Bhoot Returns, which is the maverick director’s umpteenth tryst with the horror genre after the Darna duds and the Phoonk films, treads the familiar RGV terrain of a supernatural presence in a haunted house that wreaks havoc in the lives of its occupants.
Much like most of his horror films, RGV plants a family of four as new tenants in a swanky pad whose earlier occupants have disappeared mysteriously. Things go well for the family till the time their six-year-old daughter Nimmi (Alayana Sharma) starts talking about her new friend Shabbo. Initially, the parents (played by Satya man Chakravarthy and Manisha Koirala) pass it off as a figment of their daughter’s overactive imagination, but things come to a head when Shabbo’s presence is felt through a series of eerie happenings in the house.

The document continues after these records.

use std::path::PathBuf;

use candle_core::Device;
use chrono::Local;

use crate::{config::DatasetTag, TrainingConfig, TrainingError};

pub const TASK_NAME: &str = "role_prediction";
const RUN_ID_FORMAT: &str = "%Y_%m_%d_%H_%M_%S";

/// Identity of one orchestrator invocation.
///
/// The run id is fixed at construction and names both the checkpoint and
/// the log directory of the run.
#[derive(Debug, Clone, PartialEq, Eq)]
pub struct RunContext {
    run_id: String,
    dataset_tag: DatasetTag,
    checkpoint_root: PathBuf,
    log_root: PathBuf,
}

impl RunContext {
    pub fn new(config: &TrainingConfig) -> Self {
        Self::with_run_id(config, Local::now().format(RUN_ID_FORMAT).to_string())
    }

    pub fn with_run_id(config: &TrainingConfig, run_id: impl Into<String>) -> Self {
        Self {
            run_id: run_id.into(),
            dataset_tag: config.dataset_tag,
            checkpoint_root: config.checkpoint_root.clone(),
            log_root: config.log_root.clone(),
        }
    }

    pub fn run_id(&self) -> &str {
        &self.run_id
    }

    pub fn dataset_tag(&self) -> DatasetTag {
        self.dataset_tag
    }

    /// `<checkpoint_root>/<dataset_tag>/role_prediction/<run_id>`
    pub fn checkpoint_dir(&self) -> PathBuf {
        self.checkpoint_root
            .join(self.dataset_tag.as_str())
            .join(TASK_NAME)
            .join(&self.run_id)
    }

    /// `<log_root>/<dataset_tag>/role_prediction/<run_id>`
    pub fn log_dir(&self) -> PathBuf {
        self.log_root
            .join(self.dataset_tag.as_str())
            .join(TASK_NAME)
            .join(&self.run_id)
    }
}

/// Picks the compute device for this rank.
///
/// Distributed ranks bind to CUDA device `local_rank`. Otherwise Metal, then
/// CUDA, then CPU; `CANDLE_FORCE_CPU` skips the accelerators.
pub fn select_device(local_rank: i64) -> Result<Device, TrainingError> {
    if std::env::var("CANDLE_FORCE_CPU").is_ok() {
        log::info!("CANDLE_FORCE_CPU set, using CPU backend");
        return Ok(Device::Cpu);
    }

    if local_rank >= 0 {
        let ordinal = local_rank as usize;
        return match Device::cuda_if_available(ordinal) {
            Ok(device) if device.is_cuda() => {
                log::info!("rank {local_rank} bound to CUDA device {ordinal}");
                Ok(device)
            }
            Ok(_) | Err(_) => {
                log::warn!("rank {local_rank}: CUDA device {ordinal} unavailable, using CPU");
                Ok(Device::Cpu)
            }
        };
    }

    #[cfg(feature = "metal")]
    {
        match Device::new_metal(0) {
            Ok(device) => {
                log::info!("Metal device selected");
                return Ok(device);
            }
            Err(err) => log::info!("Metal unavailable ({err}), falling back"),
        }
    }

    match Device::cuda_if_available(0) {
        Ok(device) if device.is_cuda() => {
            log::info!("CUDA device selected");
            Ok(device)
        }
        Ok(_) | Err(_) => {
            log::info!("using CPU backend");
            Ok(Device::Cpu)
        }
    }
}

/// Seeds the device generator. Data order is seeded separately by the loaders.
pub fn seed_everything(device: &Device, seed: u64) {
    if let Err(err) = device.set_seed(seed) {
        log::warn!("device does not support seeding ({err}); dropout masks are unseeded");
    }
}

#[cfg(test)]
mod tests {
    use super::*;
    use std::path::Path;

    #[test]
    fn directories_share_the_run_id() {
        let mut config = TrainingConfig::new(DatasetTag::Conll2009, "train.json");
        config.checkpoint_root = "/ckpt".into();
        config.log_root = "/logs".into();
        let run = RunContext::with_run_id(&config, "2024_01_02_03_04_05");

        assert_eq!(
            run.checkpoint_dir(),
            Path::new("/ckpt/conll2009/role_prediction/2024_01_02_03_04_05")
        );
        assert_eq!(
            run.log_dir(),
            Path::new("/logs/conll2009/role_prediction/2024_01_02_03_04_05")
        );
    }

    #[test]
    fn generated_run_id_is_a_timestamp() {
        let config = TrainingConfig::new(DatasetTag::Conll2012, "train.json");
        let run = RunContext::new(&config);
        let parts: Vec<&str> = run.run_id().split('_').collect();
        assert_eq!(parts.len(), 6);
        assert!(parts.iter().all(|part| part.chars().all(|c| c.is_ascii_digit())));
    }
}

RGV uses stock spine-chilling elements to try and create a sense of foreboding. Doors creak, the pitter-patter of tiny feet is heard, sheets are pulled away from sleeping people at night and heavy furniture is displaced mysteriously. However, as the same scenes play out night after night, the initial sense of fear gives way to boredom.
It doesn’t help that some scenes that are meant to scare turn out to be howlarious. Like the one in the dead of the night in which members of the same family mistake each other for ghosts or even their encounter with a smartass cop when the daughter goes missing.
The ho-hum storyline is further weakened by Sandeep Chowta’s grating background score. The 3D used does nothing to enhance the film, with RGV merely using the tech tool to thrust a whirring ceiling fan or an oscillating wind chime in your face.
Even at 90 minutes, Bhoot Returns feels far too long with the abrupt ending preceded by a bloodbath only adding to the agony.
The acting ranges from bad to worse with Chakravarthy going over-the-top and a bloated Manisha sleepwalking through her role. It is evident that south star Madhu Shalini is RGV’s current muse given that she is saddled with some important scenes that she isn’t able to do justice to. It is only child actor Alayana who manages to hold her own, her innocent face acting as a perfect foil to her sinister designs.
But far more spine-chilling than Bhoot Returns is the fact that Bhoot 3 is already on the floors. You have been warned.